I see it as a means to halt cities and towns of being turned into company towns. That beaver dam scenario for my watchers. Can any institution backstop the foreign owned factories too, or must they remain in overseer hands?
December 26th, 2009 at 12:34 pm
I don’t understand Mr Kotok’s argument. At first he comes off as disgusted by this Dec. 24th treasury announcement. Then he approves of this complete taxpayer bailout for all of Frannie’s losses, heads I win, tails you lose. Finally he threatens to go on CNBC to remind Treasury there are no secrets as he applauds them for thier patriotic efforts. Mr. Kotok has stated he is fully invested in this market. His false indignation is just that, false. He argument becomes conflicted as he talks his own book.
In reference to the Xmas eve announcement, it is nothing more than a chicken shit move, by a chicken shit player within a chicken shit administration. Nothing new.
December 26th, 2009 at 1:37 pm
It is chicken shit. And, it is the way things are done. So how to play it? Will help keep artificial housing boomlet going but mainly seems to guarantee the holders of GSE debt maturing in the next three years their return. What banks are heaviest in that area?

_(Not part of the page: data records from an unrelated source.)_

//! Presence broadcasting for the local cursor.
//!
//! ## Architecture
//!
//! ```text
//! Local cursor move
//!       │
//!       ▼
//! PresenceBroadcaster::update_cursor()
//!       │  (throttled: 16ms express / 32ms standard)
//!       ▼
//! ClientEvent::CursorUpdate { position }
//!       │
//!       ▼   (TransportHandle → writer task)
//! Relay fan-out to every other participant
//! ```
//!
//! The throttle window is strict: an update goes out only when *more* than
//! the interval has elapsed since the last emitted update. Throttled updates
//! are dropped, never queued, so a remote peer sees at most one cursor frame
//! per window and intermediate positions are lost.

use std::sync::Arc;
use std::time::Duration;

use crate::clock::Clock;
use crate::connection::TransportHandle;
use crate::protocol::{ClientEvent, Position, SyncMode};

// ───────────────────────────────────────────────────────────────────
// Throttle windows
// ───────────────────────────────────────────────────────────────────

/// Minimum spacing between emitted cursor updates, per mode.
#[derive(Debug, Clone, Copy, PartialEq, Eq)]
pub struct CursorIntervals {
    pub express: Duration,
    pub standard: Duration,
}

impl CursorIntervals {
    pub fn for_mode(&self, mode: SyncMode) -> Duration {
        match mode {
            SyncMode::Express => self.express,
            SyncMode::Standard => self.standard,
        }
    }
}

impl Default for CursorIntervals {
    fn default() -> Self {
        Self {
            express: Duration::from_millis(16),
            standard: Duration::from_millis(32),
        }
    }
}

/// Result of a cursor update request.
#[derive(Debug, Clone, Copy, PartialEq, Eq)]
pub enum CursorOutcome {
    /// A `cursor_update` was handed to the transport
    Emitted,
    /// Inside the throttle window; dropped
    Throttled,
    /// Not connected; dropped
    Offline,
}

// ───────────────────────────────────────────────────────────────────
// Broadcaster
// ───────────────────────────────────────────────────────────────────

/// Rate-limits and emits local cursor updates.
pub struct PresenceBroadcaster {
    transport: TransportHandle,
    clock: Arc<dyn Clock>,
    mode: SyncMode,
    intervals: CursorIntervals,
    /// Clock reading of the last emitted update. `None` until the first emit.
    last_emitted: Option<Duration>,
    /// Latest requested position, emitted or not.
    local_cursor: Option<Position>,
    emitted: u64,
    dropped: u64,
}

impl PresenceBroadcaster {
    pub fn new(
        transport: TransportHandle,
        clock: Arc<dyn Clock>,
        mode: SyncMode,
        intervals: CursorIntervals,
    ) -> Self {
        Self {
            transport,
            clock,
            mode,
            intervals,
            last_emitted: None,
            local_cursor: None,
            emitted: 0,
            dropped: 0,
        }
    }

    /// Report a local cursor move.
    ///
    /// Emits a `cursor_update` if connected and outside the throttle window.
    /// The window only restarts when an update actually goes out.
    pub fn update_cursor(&mut self, position: Position) -> CursorOutcome {
        self.local_cursor = Some(position);

        if !self.transport.is_connected() {
            return CursorOutcome::Offline;
        }

        let now = self.clock.now();
        if !self.should_emit(now) {
            self.dropped += 1;
            return CursorOutcome::Throttled;
        }

        if !self.transport.emit(ClientEvent::CursorUpdate { position }) {
            return CursorOutcome::Offline;
        }
        self.last_emitted = Some(now);
        self.emitted += 1;
        CursorOutcome::Emitted
    }

    /// Whether an update at `now` would clear the throttle window.
    pub fn should_emit(&self, now: Duration) -> bool {
        match self.last_emitted {
            None => true,
            Some(last) => now.saturating_sub(last) > self.interval(),
        }
    }

    /// Switch mode. Takes effect on the next update; the last emit time is kept.
    pub fn set_mode(&mut self, mode: SyncMode) {
        if self.mode != mode {
            log::debug!("Cursor throttle now {:?} ({:?})", mode, self.intervals.for_mode(mode));
        }
        self.mode = mode;
    }

    /// Forget the last emit time, e.g. after the connection is torn down.
    pub fn reset(&mut self) {
        self.last_emitted = None;
    }

    pub fn mode(&self) -> SyncMode {
        self.mode
    }

    pub fn interval(&self) -> Duration {
        self.intervals.for_mode(self.mode)
    }

    pub fn intervals(&self) -> CursorIntervals {
        self.intervals
    }

    pub fn local_cursor(&self) -> Option<Position> {
        self.local_cursor
    }

    pub fn last_emitted(&self) -> Option<Duration> {
        self.last_emitted
    }

    /// Number of updates handed to the transport.
    pub fn emitted(&self) -> u64 {
        self.emitted
    }

    /// Number of updates dropped by the throttle.
    pub fn dropped(&self) -> u64 {
        self.dropped
    }
}

// ===================================================================
// Tests
// ===================================================================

December 26th, 2009 at 1:58 pm
How to play it? Short the long end as this move does nothing but add more supply to the massive debt offerings for the next year. Global sovereign debt to be sold next year as a percentage of GDP, surpasses that at the end of WW II. The return from that debt post WW II was great as we saw the rebuilding of Europe, the expansion of the middle class in the US and the rise of the US as an industrial giant. The returns of the debt load this time around will offer nothing other than extend, pretend, further bail outs of the financial sector and the continuation of the US debt Ponzi scheme.
December 29th, 2009 at 8:42 pm
Fifteen months gone by and only 1/4 into aid already approved by Congress and GSEs suddenly need an unlimited line, eh? Hmmm. I guess that’s one step closer to confirming the growing belief that, a lot more untradable, securitized crap than currently is backstopped stands perilously at risk.